Here's an example of excellent, grassroots, media-supported social messaging: bowling team names. I'm in a seasonal bowling league with some good friends from college, and here's what I've noticed about bowling team names (and to an extent, bar trivia team names too) - they are all required, by John Locke's social contract, to be terrible puns. All of them. Pretty much without exception.
So in my league, we've got my team (Split Happens), the reigning champs, Living on a Spare, and so on - a long line of glorious, terrible bowling puns. When my team captain first sent out her email to get our ideas for team names, she didn't explicitly tell us that we had to pick something that was a miserable bowling pun - all of us just knew we were supposed to do that. There was enough support in the social atmosphere for us to have learned through osmosis that this is the convention in bowling leagues.
Where did we get this information? Probably a bunch of different places: A couple of major media products, like The Big Lebowski, Kingpin, and a few other bowling-focused large-budget comedies I saw as a kid made it clear that for those who are not bowling professionals, bowling as a social activity has a certain lack of seriousness that accepts puns. A few episodes of the Simpsons here and there, a few episodes of other major TV shows, and the words and conversations of my parents and adult relations when they took me bowling when I was a kid made me aware that this was the naming convention in bowling leagues.

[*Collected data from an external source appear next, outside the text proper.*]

//! Provider endpoint settings shared by all apps.
//!
//! Per-app credentials live in the app registry; this file only carries what
//! is global to a provider.

use std::path::Path;
use std::time::Duration;

use serde::{Deserialize, Serialize};
use tracing::info;

pub const DEFAULT_SILICONFLOW_VLM_URL: &str = "https://api.siliconflow.cn/v1/chat/completions";
pub const DEFAULT_DIFY_USER: &str = "chatrelay-user";

/// Stored provider settings (persisted to providers.json).
#[derive(Debug, Clone, Serialize, Deserialize)]
#[serde(rename_all = "camelCase")]
pub struct ProviderSettings {
    /// Endpoint used for image+text requests.
    #[serde(default)]
    pub siliconflow_vlm_url: Option<String>,
    /// `user` sent to Dify when the caller is anonymous.
    #[serde(default = "default_dify_user")]
    pub dify_default_user: String,
    #[serde(default = "default_connect_timeout")]
    pub connect_timeout_secs: u64,
}

fn default_dify_user() -> String {
    DEFAULT_DIFY_USER.into()
}
fn default_connect_timeout() -> u64 {
    10
}

impl Default for ProviderSettings {
    fn default() -> Self {
        Self {
            siliconflow_vlm_url: None,
            dify_default_user: DEFAULT_DIFY_USER.into(),
            connect_timeout_secs: default_connect_timeout(),
        }
    }
}

impl ProviderSettings {
    /// Load settings from file, falling back to env vars and defaults.
    pub fn load(path: &Path) -> Self {
        let mut settings: ProviderSettings = std::fs::read_to_string(path)
            .ok()
            .and_then(|s| serde_json::from_str(&s).ok())
            .unwrap_or_default();

        if settings.siliconflow_vlm_url.is_none() {
            settings.siliconflow_vlm_url = std::env::var("SILICONFLOW_VLM_URL").ok();
        }

        info!(
            "Provider settings: vlm_url={}, connect_timeout={}s",
            settings.vlm_url(),
            settings.connect_timeout_secs
        );
        settings
    }

    pub fn vlm_url(&self) -> &str {
        self.siliconflow_vlm_url
            .as_deref()
            .unwrap_or(DEFAULT_SILICONFLOW_VLM_URL)
    }

    /// HTTP client for upstream calls. Only connecting is bounded; streams
    /// may legitimately stay open for minutes.
    pub fn build_client(&self) -> reqwest::Result<reqwest::Client> {
        reqwest::Client::builder()
            .connect_timeout(Duration::from_secs(self.connect_timeout_secs))
            .build()
    }
}

#[cfg(test)]
mod tests {
    use super::*;

    #[test]
    fn test_load_from_file() {
        let dir = tempfile::tempdir().unwrap();
        let path = dir.path().join("providers.json");
        std::fs::write(
            &path,
            r#"{"siliconflowVlmUrl":"http://vlm.local/v1/chat/completions"}"#,
        )
        .unwrap();

        let settings = ProviderSettings::load(&path);
        assert_eq!(settings.vlm_url(), "http://vlm.local/v1/chat/completions");
        assert_eq!(settings.dify_default_user, DEFAULT_DIFY_USER);
        assert_eq!(settings.connect_timeout_secs, 10);
    }

    #[test]
    fn test_defaults() {
        let settings = ProviderSettings::default();
        assert_eq!(settings.vlm_url(), DEFAULT_SILICONFLOW_VLM_URL);
    }
}
//! Chat types shared by adapters, the orchestrator, and the HTTP layer.

use base64::Engine;
use serde::{Deserialize, Serialize};

/// One normalized unit of upstream output.
///
/// Every field is optional: a provider event usually carries either an
/// answer delta or metadata (ids, token usage), rarely both.
#[derive(Debug, Clone, Default, PartialEq, Eq)]
pub struct ChatChunk {
    pub answer: Option<String>,
    pub conversation_id: Option<String>,
    pub message_id: Option<String>,
    pub prompt_tokens: Option<u32>,
    pub completion_tokens: Option<u32>,
    pub total_tokens: Option<u32>,
}

impl ChatChunk {
    /// A chunk carrying only an answer delta.
    pub fn answer(text: impl Into<String>) -> Self {
        Self {
            answer: Some(text.into()),
            ..Default::default()
        }
    }
}

/// Chat message in conversation history.
#[derive(Debug, Clone, PartialEq, Eq, Serialize, Deserialize)]
pub struct ChatMessage {
    pub role: String,
    pub content: String,
}

impl ChatMessage {
    pub fn new(role: impl Into<String>, content: impl Into<String>) -> Self {
        Self {
            role: role.into(),
            content: content.into(),
        }
    }
}

/// Image attached to a multimodal request.
#[derive(Debug, Clone, PartialEq, Eq)]
pub enum ImageInput {
    /// Raw upload, sent upstream as a base64 data URI.
    Binary { content_type: String, bytes: Vec<u8> },
    /// An http(s) URL or an already-encoded data URI.
    Url(String),
}

impl ImageInput {
    /// The value placed in the upstream `image_url.url` field.
    pub fn to_image_url(&self) -> String {
        match self {
            ImageInput::Binary {
                content_type,
                bytes,
            } => format!(
                "data:{};base64,{}",
                content_type,
                base64::engine::general_purpose::STANDARD.encode(bytes)
            ),
            ImageInput::Url(url) => url.clone(),
        }
    }
}

/// Incoming chat request, with the caller identity already resolved by the
/// boundary layer.
#[derive(Debug, Clone)]
pub struct ChatRequest {
    pub app_code: String,
    pub text: String,
    /// Internal conversation id as shown to clients.
    pub conversation_id: Option<String>,
    pub image: Option<ImageInput>,
    pub user_id: Option<i64>,
}

impl ChatRequest {
    pub fn text(app_code: impl Into<String>, text: impl Into<String>) -> Self {
        Self {
            app_code: app_code.into(),
            text: text.into(),
            conversation_id: None,
            image: None,
            user_id: None,
        }
    }

    pub fn with_conversation(mut self, conversation_id: impl Into<String>) -> Self {
        self.conversation_id = Some(conversation_id.into());
        self
    }

    pub fn with_image(mut self, image: ImageInput) -> Self {
        self.image = Some(image);
        self
    }

    pub fn with_user(mut self, user_id: i64) -> Self {
        self.user_id = Some(user_id);
        self
    }

    /// Supplied conversation id, if it is non-blank.
    pub fn conversation_ref(&self) -> Option<&str> {
        self.conversation_id
            .as_deref()
            .map(str::trim)
            .filter(|id| !id.is_empty())
    }
}

/// JSON body of a text chat request.
#[derive(Debug, Clone, Deserialize)]
#[serde(rename_all = "camelCase")]
pub struct TextChatPayload {
    pub app_code: String,
    pub text: String,
    #[serde(default)]
    pub conversation_id: Option<String>,
}

/// Event relayed to the caller for every upstream chunk.
#[derive(Debug, Clone, PartialEq, Eq, Serialize)]
#[serde(rename_all = "camelCase")]
pub struct ChatEvent {
    pub conversation_id: Option<String>,
    pub answer: Option<String>,
}

impl From<&ChatChunk> for ChatEvent {
    fn from(chunk: &ChatChunk) -> Self {
        Self {
            conversation_id: chunk.conversation_id.clone(),
            answer: chunk.answer.clone(),
        }
    }
}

This led me to wonder - how is that the world that I float in on a day-to-day basis is able to educate me quite firmly about the social conventions of something so trivial, like a bowling league, but it is unable to create a coherent message about consent in sexuality? Obviously, there are less social power dynamics at play in a bowling league than in our overall messages about sexuality, so that's one reason at least that our messages aren't as easily shaped, but it seems ridiculous to me. I didn't have bowling social education in middle school (I had a couple of gym classes where we tried to learn how to score bowling, but I was never very good at it). I did have sex ed, though, and we NEVER talked about consent. We saw a lot of charts of fallopian tubes, but got very little on consent.

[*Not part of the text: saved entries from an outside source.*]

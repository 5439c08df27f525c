//! Provider adapters.
//!
//! Every adapter turns an [`UpstreamRequest`] into a lazy [`ChunkStream`]:
//! nothing is sent until the stream is first polled, and dropping the stream
//! drops the upstream response, which releases the connection.

pub mod dify;
pub mod siliconflow;

use std::pin::Pin;
use std::sync::Arc;

use futures::Stream;
use reqwest::header::{ACCEPT, AUTHORIZATION};
use reqwest::Client;
use tokio_stream::StreamExt;
use tracing::{debug, error, warn};

use crate::config::ProviderSettings;
use crate::sse::LineFramer;
use crate::types::{ChatChunk, ChatMessage};
use chatrelay_core::{Error, Platform, Result};

pub use dify::DifyAdapter;
pub use siliconflow::{SiliconFlowTextAdapter, SiliconFlowVlmAdapter};

/// Ordered, finite chunk sequence. An `Err` item is terminal.
pub type ChunkStream = Pin<Box<dyn Stream<Item = Result<ChatChunk>> + Send>>;

/// Everything an adapter needs for one upstream call.
#[derive(Debug, Clone, Default)]
pub struct UpstreamRequest {
    pub api_url: String,
    pub api_key: String,
    pub model: String,
    pub system_prompt: Option<String>,
    pub text: String,
    pub image_url: Option<String>,
    /// Provider-side conversation to continue (Dify only).
    pub platform_conversation_id: Option<String>,
    /// Prior turns, oldest first (stateless providers only).
    pub history: Vec<ChatMessage>,
    /// Caller identity as the provider should see it.
    pub user: Option<String>,
}

/// Which adapter serves a request.
#[derive(Debug, Clone, Copy, PartialEq, Eq)]
pub enum AdapterKind {
    Dify,
    SiliconFlowText,
    SiliconFlowVlm,
}

impl AdapterKind {
    /// Image requests always go to the SiliconFlow VLM endpoint, the only
    /// multimodal provider; text requests follow the app's platform.
    pub fn select(platform: Platform, has_image: bool) -> Self {
        match (platform, has_image) {
            (_, true) => AdapterKind::SiliconFlowVlm,
            (Platform::Dify, false) => AdapterKind::Dify,
            (Platform::SiliconFlow, false) => AdapterKind::SiliconFlowText,
        }
    }

    /// Whether the provider needs the message history sent with each call.
    pub fn is_stateless(&self) -> bool {
        !matches!(self, AdapterKind::Dify)
    }
}

impl std::fmt::Display for AdapterKind {
    fn fmt(&self, f: &mut std::fmt::Formatter<'_>) -> std::fmt::Result {
        match self {
            AdapterKind::Dify => write!(f, "dify"),
            AdapterKind::SiliconFlowText => write!(f, "siliconflow"),
            AdapterKind::SiliconFlowVlm => write!(f, "siliconflow-vlm"),
        }
    }
}

/// One upstream provider protocol.
pub trait ChatAdapter: Send + Sync {
    fn kind(&self) -> AdapterKind;

    /// Open the upstream stream for `request`.
    fn open_stream(&self, request: UpstreamRequest) -> ChunkStream;
}

/// The adapter for each [`AdapterKind`].
#[derive(Clone)]
pub struct AdapterSet {
    dify: Arc<dyn ChatAdapter>,
    siliconflow_text: Arc<dyn ChatAdapter>,
    siliconflow_vlm: Arc<dyn ChatAdapter>,
}

impl AdapterSet {
    pub fn new(
        dify: Arc<dyn ChatAdapter>,
        siliconflow_text: Arc<dyn ChatAdapter>,
        siliconflow_vlm: Arc<dyn ChatAdapter>,
    ) -> Self {
        Self {
            dify,
            siliconflow_text,
            siliconflow_vlm,
        }
    }

    /// Real HTTP adapters sharing one client.
    pub fn http(client: Client, settings: &ProviderSettings) -> Self {
        Self::new(
            Arc::new(DifyAdapter::new(client.clone())),
            Arc::new(SiliconFlowTextAdapter::new(client.clone())),
            Arc::new(SiliconFlowVlmAdapter::new(client, settings.vlm_url())),
        )
    }

    pub fn get(&self, kind: AdapterKind) -> Arc<dyn ChatAdapter> {
        match kind {
            AdapterKind::Dify => self.dify.clone(),
            AdapterKind::SiliconFlowText => self.siliconflow_text.clone(),
            AdapterKind::SiliconFlowVlm => self.siliconflow_vlm.clone(),
        }
    }
}

/// What one payload line means to a provider parser.
#[derive(Debug, Clone, PartialEq, Eq)]
pub enum LineOutcome {
    Chunk(ChatChunk),
    /// A well-formed event the pipeline does not care about.
    Ignore,
    /// End-of-stream sentinel.
    Done,
}

/// Parses one payload line. `Err` means the line is malformed and skipped.
pub type LineParser = fn(&str) -> Result<LineOutcome>;

/// POST `body` as a streaming request and run every response line through
/// `parse`.
///
/// Connection failures, non-2xx statuses, and body read errors end the
/// stream with one `Err`. Malformed lines are logged and skipped.
pub(crate) fn stream_lines(
    client: Client,
    kind: AdapterKind,
    url: String,
    api_key: String,
    body: serde_json::Value,
    parse: LineParser,
) -> ChunkStream {
    Box::pin(async_stream::stream! {
        debug!("[{}] POST {}", kind, url);

        let response = match client
            .post(&url)
            .header(AUTHORIZATION, format!("Bearer {}", api_key))
            .header(ACCEPT, "text/event-stream")
            .json(&body)
            .send()
            .await
        {
            Ok(r) => r,
            Err(e) => {
                error!("[{}] request failed: {}", kind, e);
                yield Err(Error::Upstream(format!("Request failed: {}", e)));
                return;
            }
        };

        if !response.status().is_success() {
            let status = response.status();
            let body = response.text().await.unwrap_or_default();
            error!("[{}] upstream returned {}: {}", kind, status, body);
            yield Err(Error::UpstreamStatus {
                status: status.as_u16(),
                body,
            });
            return;
        }

        let mut upstream = response.bytes_stream();
        let mut framer = LineFramer::default();

        loop {
            let lines = match upstream.next().await {
                Some(Ok(bytes)) => framer.push(&bytes),
                Some(Err(e)) => {
                    error!("[{}] stream read error: {}", kind, e);
                    yield Err(Error::Upstream(format!("Stream read error: {}", e)));
                    return;
                }
                None => framer.finish(),
            };

            for line in lines {
                match parse(&line) {
                    Ok(LineOutcome::Chunk(chunk)) => yield Ok(chunk),
                    Ok(LineOutcome::Ignore) => {}
                    Ok(LineOutcome::Done) => {
                        debug!("[{}] end-of-stream marker", kind);
                        return;
                    }
                    Err(e) => warn!("[{}] skipping line: {} (raw: '{}')", kind, e, line),
                }
            }

            if framer.is_finished() {
                debug!("[{}] upstream stream complete", kind);
                break;
            }
        }
    })
}

#[cfg(test)]
pub(crate) mod test_support {
    //! Minimal upstream server for adapter tests.

    use std::sync::{Arc, Mutex};

    use axum::body::Body;
    use axum::http::{HeaderMap, StatusCode};
    use axum::response::{IntoResponse, Response};
    use axum::routing::post;
    use axum::Router;

    /// Request details seen by the fake upstream.
    #[derive(Default)]
    pub struct Captured {
        pub body: Mutex<Option<serde_json::Value>>,
        pub authorization: Mutex<Option<String>>,
        pub accept: Mutex<Option<String>>,
    }

    /// Serve `reply` with `status` on `route`; returns the base URL.
    pub async fn spawn_upstream(
        route: &'static str,
        status: StatusCode,
        reply: &'static str,
    ) -> (String, Arc<Captured>) {
        let captured = Arc::new(Captured::default());
        let state = captured.clone();
        let app = Router::new().route(
            route,
            post(move |headers: HeaderMap, body: String| {
                let state = state.clone();
                async move {
                    *state.body.lock().unwrap() = serde_json::from_str(&body).ok();
                    *state.authorization.lock().unwrap() = headers
                        .get("authorization")
                        .and_then(|v| v.to_str().ok())
                        .map(str::to_string);
                    *state.accept.lock().unwrap() = headers
                        .get("accept")
                        .and_then(|v| v.to_str().ok())
                        .map(str::to_string);
                    let response: Response = (status, Body::from(reply)).into_response();
                    response
                }
            }),
        );

        let listener = tokio::net::TcpListener::bind("127.0.0.1:0").await.unwrap();
        let addr = listener.local_addr().unwrap();
        tokio::spawn(async move {
            axum::serve(listener, app).await.unwrap();
        });
        (format!("http://{}", addr), captured)
    }
}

Probably one of the major reasons I knew about bowling team naming conventions was the overall spread of media that mention it. No TV show or movie is entirely focused on the specific social interactions of bowling leagues, and the naming of teams therein, but there are enough jokes spread around enough different TV shows that the ideas start to filter down. If I see a joke in 20 different movies about bowling team names, bowling team shirts, and how people act in a bowling league, and those 20 jokes are all pretty consistent in tone and content even though the movies aren't, I'm going to start thinking that there is an overall social convention that I might want to follow when I join my own bowling league. Violence prevention doesn't get that type of media support - I'd be hard pressed to name five movies or TV shows that have a really progressive take on sex and consent. Rape prevention activists don't get a whole lot of support from mainstream media, and we're not making a lot of our own media in the meantime (although we're certainly working on it!). I'm talking social media here, not news reports and blog posts - both of those are great, but when my friends get together on the weekends to have fun and hang out, we don't quote our favorite blog posts (well, not most of the time, anyway). We toss jokes back and forth from our favorite TV shows, movies, and sometimes viral videos, if they are funny enough. Those are the interactions that create community, and one of the biggest tools in our violence-prevention arsenal in the future is going to be the ability to create our own social media that will allow us to start creating a viable alternative social space for people to make jokes, have fun, and share common experiences and loves that aren't sexist and that don't support rape culture.
If we can teach each other how to name bowling teams without ever actually having to bowl, I don't see why we can't make consent in sex just as basic.